1. TEXTE de STEPHANE BORDARIER (paru dans le regardeur N°5 -AAMAC Carré d'Art NIMES-)

Lorsque Catherine Hachon énonce ses raisons de faire de la peinture,

elle dit que c’est un langage libre auquel participent le corps tout entier,

la respiration, le désir ; elle ajoute que ce langage n’est pas forcément d’actualité et elle compare sa réception à celle du « poil » dans notre époque.

Comparaison inusitée mais combien pertinente: quelque chose qui démange, n’est pas seyant, mais érotise… La peinture énonce souvent ce que les mots n’osent ou ne peuvent dire. Elle est, dans son mouvement de remise en cause permanente de ce qu’elle a précédemment accompli, un travail contre                                  Catherine Hachon dit aussi qu’elle sait que « tout a été fait » : je n’en suis pas aussi sûr qu’elle, ni de la sempiternelle mort de la peinture, ressassée depuis des lustres et toujours remise à demain pour cause d’imprévu déboulant sur la scène.

Des blagues ! Mais peindre, comme elle le fait, sans rien attendre de l’Histoire

(de l' art), et en y investissant sa vie est un drôle de pari. Il fallait que la richesse de ce pari soit soulignée, avant de dire que la peinture de Catherine Hachon n’est pas agréable. Comme, et parfois plus encore que les peintures à l’huile qui les précèdent, les grandes aquarelles montées sur châssis qu’elle vient de réaliser sont un magma de formes informes qui virent sans cesse, du composé au déconstruit, du peint avec maestria au disgracieux.  Sur l’une d’elles, les grandes taches bleues ont coulé - littéralité du médium : l’aquarelle, c’est de l’eau avec un peu de couleur, on pourrait être en pleine illustration du modernisme Greenbergien- mais quelque chose d’énorme surgit là en bas, inconvenant, maladroit, lourd.
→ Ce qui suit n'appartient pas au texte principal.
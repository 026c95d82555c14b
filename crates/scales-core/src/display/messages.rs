//! Intake outcomes and fixed replies.

use std::fmt;

use super::Decimal;
use crate::models::Plan;

/// Reply to a weight report sent before any plan exists.
pub const NO_PLAN: &str = "You need to set a plan first.";

/// Reply to `/cancel` during an intake.
pub const PLAN_CANCELLED: &str = "Plan setup cancelled.";

/// Reply to `/cancel` with no intake open.
pub const NOTHING_TO_CANCEL: &str = "Nothing to cancel.";

/// Rejection of a plan that changes weight too fast.
#[derive(Debug, Clone, Copy)]
pub struct Rejection {
    pub weekly_rate: f64,
    pub minimum_weeks: f64,
}

impl fmt::Display for Rejection {
    fn fmt(&self, f: &mut fmt::Formatter<'_>) -> fmt::Result {
        write!(
            f,
            "This plan is impossible. You're trying to change {:.2} kg/week. \
             Minimum safe time: {:.1} weeks. \
             Please restart planning and set a realistic timeline.",
            self.weekly_rate, self.minimum_weeks
        )
    }
}

/// Confirmation for a newly saved plan.
#[derive(Debug, Clone, Copy)]
pub struct PlanSaved<'a>(pub &'a Plan);

impl fmt::Display for PlanSaved<'_> {
    fn fmt(&self, f: &mut fmt::Formatter<'_>) -> fmt::Result {
        let plan = self.0;
        write!(
            f,
            "Plan saved! Target: {} kg. Timeline: {} weeks. Starting today! Goal: {} weight",
            Decimal(plan.target_weight),
            Decimal(plan.duration_weeks),
            plan.direction().as_str()
        )
    }
}
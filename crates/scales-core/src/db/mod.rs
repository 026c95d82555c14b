//! SQLite storage for plans and weight histories.
//!
//! Every row is keyed by the chat user id, so the plan store and the weight
//! log store are maps from user to record even though a typical deployment
//! only ever sees one user.

use std::path::Path;

use rusqlite::Connection;

use crate::error::{DatabaseResultExt, Result};

pub mod migrations;
pub mod plan_queries;
pub mod weight_queries;

/// Database connection and operations handler.
pub struct Database {
    connection: Connection,
}

impl Database {
    /// Opens (creating if needed) the database at `path` and initializes the
    /// schema.
    pub fn new<P: AsRef<Path>>(path: P) -> Result<Self> {
        let connection = Connection::open(path).db_context("Failed to open database connection")?;

        let db = Self { connection };
        db.initialize_schema()?;
        Ok(db)
    }
}
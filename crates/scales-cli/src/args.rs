//! Command-line interface definitions using clap
//!
//! Every option can also be supplied through the environment, which is how the
//! webhook server is usually configured when deployed.

use std::path::PathBuf;

use clap::{Args as ClapArgs, Parser, Subcommand};
use jiff::civil::Date;
use scales_core::{
    intake::{parse_duration, parse_weight, MAX_DURATION_WEEKS, MAX_WEIGHT_KG},
    Gender, UserProfile,
};

/// Chat-driven weight-goal tracker
///
/// Scales collects a target weight and timeline, rejects plans that change
/// weight faster than 2.5 kg per week, and reports progress for every weight
/// you log. Run `serve` to answer Telegram messages, or use the local
/// commands against the same database.
#[derive(Parser)]
#[command(version, about, name = "scales")]
pub struct Args {
    /// Path to the SQLite database file. Defaults to
    /// $XDG_DATA_HOME/scales/scales.db
    #[arg(long, global = true, env = "SCALES_DATABASE_FILE")]
    pub database_file: Option<PathBuf>,

    /// Disable colored output and use plain text
    #[arg(long, global = true)]
    pub no_color: bool,

    /// User id used by the local commands
    #[arg(long, global = true, env = "SCALES_USER_ID", default_value_t = 0)]
    pub user_id: i64,

    /// Override today's date (YYYY-MM-DD)
    #[arg(long, global = true, env = "SCALES_TODAY", hide = true)]
    pub today: Option<Date>,

    #[command(flatten)]
    pub profile: ProfileArgs,

    #[command(subcommand)]
    pub command: Commands,
}

/// Available commands for the Scales CLI
#[derive(Subcommand)]
pub enum Commands {
    /// Create a plan from the current weight, target weight and duration
    #[command(alias = "p")]
    Plan(PlanArgs),
    /// Log a weight against the active plan
    #[command(alias = "l")]
    Log(LogArgs),
    /// Show the active plan and its weight history
    #[command(alias = "s")]
    Status(StatusArgs),
    /// Read chat messages from stdin, one per line, and print the replies
    Chat,
    /// Start the Telegram webhook server
    Serve(ServeArgs),
}

/// Fixed user attributes recorded with every new plan
#[derive(ClapArgs)]
pub struct ProfileArgs {
    /// Age in years
    #[arg(long, global = true, env = "SCALES_USER_AGE", default_value_t = 25)]
    pub age: u32,

    /// Height in centimetres
    #[arg(long, global = true, env = "SCALES_USER_HEIGHT", default_value_t = 171.0)]
    pub height: f64,

    /// Activity multiplier (1.2 = sedentary)
    #[arg(long, global = true, env = "SCALES_USER_ACTIVITY", default_value_t = 1.2)]
    pub activity_level: f64,

    /// male or female
    #[arg(long, global = true, env = "SCALES_USER_GENDER", default_value = "male")]
    pub gender: Gender,
}

impl From<ProfileArgs> for UserProfile {
    fn from(val: ProfileArgs) -> Self {
        UserProfile {
            age: val.age,
            height_cm: val.height,
            activity_level: val.activity_level,
            gender: val.gender,
        }
    }
}

/// Create a plan in one go
///
/// Runs the same three questions as the chat intake, answered from the
/// arguments. Plans faster than 2.5 kg per week are rejected and not saved.
#[derive(ClapArgs)]
pub struct PlanArgs {
    /// Current weight in kg
    #[arg(value_parser = weight_value)]
    pub current: f64,
    /// Target weight in kg
    #[arg(value_parser = weight_value)]
    pub target: f64,
    /// Duration in weeks
    #[arg(value_parser = duration_value)]
    pub weeks: f64,
}

/// Log a weight
#[derive(ClapArgs)]
pub struct LogArgs {
    /// Weight in kg
    #[arg(value_parser = weight_value)]
    pub weight: f64,
}

/// Show the active plan
#[derive(ClapArgs)]
pub struct StatusArgs {
    /// Print the plan and history as JSON
    #[arg(long)]
    pub json: bool,
}

/// Webhook server configuration
#[derive(ClapArgs)]
pub struct ServeArgs {
    /// Port to listen on
    #[arg(long, env = "PORT", default_value_t = 8080)]
    pub port: u16,

    /// Telegram bot token
    #[arg(long, env = "TELEGRAM_BOT_TOKEN", hide_env_values = true)]
    pub token: String,

    /// Public URL of the webhook endpoint to register with Telegram
    #[arg(long, env = "WEBHOOK_URL")]
    pub webhook_url: Option<String>,

    /// Seconds allowed for processing one update before it is dropped
    #[arg(long, env = "SCALES_PROCESSING_TIMEOUT", default_value_t = 50)]
    pub processing_timeout: u64,

    /// Base URL of the Telegram Bot API
    #[arg(long, env = "TELEGRAM_API_BASE", default_value = "https://api.telegram.org")]
    pub api_base: String,
}

fn weight_value(value: &str) -> Result<f64, String> {
    parse_weight(value)
        .ok_or_else(|| format!("'{value}' is not a weight between 0 and {MAX_WEIGHT_KG} kg"))
}

fn duration_value(value: &str) -> Result<f64, String> {
    parse_duration(value)
        .ok_or_else(|| format!("'{value}' is not a duration between 0 and {MAX_DURATION_WEEKS} weeks"))
}
//! Goal direction of a plan.

use serde::{Deserialize, Serialize};

/// Whether a plan aims to gain or lose weight.
#[derive(Debug, Clone, Copy, Serialize, Deserialize, PartialEq, Eq)]
#[serde(rename_all = "lowercase")]
pub enum GoalDirection {
    /// Target weight is strictly above the starting weight
    Gain,

    /// Target weight is at or below the starting weight
    Lose,
}

impl GoalDirection {
    /// Classifies a pair of weights.
    ///
    /// `Gain` only when `target > current`; equal weights classify as `Lose`.
    ///
    /// # Examples
    ///
    /// ```rust
    /// use scales_core::models::GoalDirection;
    ///
    /// assert_eq!(GoalDirection::between(70.0, 75.0), GoalDirection::Gain);
    /// assert_eq!(GoalDirection::between(80.0, 75.0), GoalDirection::Lose);
    /// assert_eq!(GoalDirection::between(75.0, 75.0), GoalDirection::Lose);
    /// ```
    pub fn between(current: f64, target: f64) -> Self {
        if target > current {
            GoalDirection::Gain
        } else {
            GoalDirection::Lose
        }
    }

    /// Verb used in user-facing messages.
    pub fn as_str(&self) -> &'static str {
        match self {
            GoalDirection::Gain => "gain",
            GoalDirection::Lose => "lose",
        }
    }
}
Dans cette peinture qui pourrait être aussi la démonstration d’un vif talent d’aquarelliste, apparaît un élément discourtois, malvenu, un bloc, une figure. Peinture abstraite? Non, et pas figurative non plus, mais traversée par de l’incongru, de l’inattendu. C.Hachon dit son  besoin que le tableau semble traversé. Il l’est, Qu’il soit comme une scène ,sur laquelle se précipitent des objets picturaux.

C 100X90 Aquarelle sur Papier 122009 Catherine Hachon

 

Il y a dans ce travail de l’inconvenance, des éléments non assortis : j’ai pensé, devant une petite peinture verticale, bipartie et tachée maculée gesticulée de bleus sombres noués ensemble à un portrait de Berthe Morisot par Manet.

N3 50x30 huile sur toile 102009 Catherine Hachon

 

 

Un tableau vertical, coupé en deux par l’ombre sur le visage, et troué d’un noir profond comme il les sait. Paul Valéry disait ne rien mettre au dessus de ce tableau là. Le noir y est gravement indigeste. Percevoir un caractère similaire dans les peintures et les aquarelles de C.Hachon m’incite à penser qu’elle est peintre.

Dans une Huile sur toile, d’un format vertical assez allongé, datant de 2009, C.Hachon a travaillé sur le fond écru de la toile, préparé à la colle. Un grand nuage vertical dans le bleu duquel la brosse a tourbillonné rappelle le Polke « outremer » que l’on voit dans la collection du musée Nîmois. Mais une ligne droite bleu outremer foncé, large et énergique- un geste virulent- s’y superpose, qui pourrait citer Kimber Smith. Ailleurs, trois formes en aplat, découpées comme aux ciseaux-et l’on devine à qui je pense- mais remplies d’une peinture pleine de matière et de mouvement : les contraires se mêlent. Le bas de la toile est éclaboussé du même bleu que plus haut, mais aquarellé, liquide, incontrôlé, sans travail apparent. Les « mais » sont importants : ils énoncent un caractère récurrent du travail de Hachon. Les références nomment une culture picturale, un savoir-vu, une histoire dans laquelle elle s’inscrit et qu’elle assume ; les « mais »sont sa part de vérité, ce qui nous permet de voir que son travail et son désir se mêlent sur le support de son choix à une aventure connue, partagée, millénaire, et que ce mélange n’est pas univoque, qu’il admire sans adhérer, et grince.                                                                                         Ce grincement, qui pourrait devenir un vacarme assourdissant, est à la source de l’art de Catherine Hachon.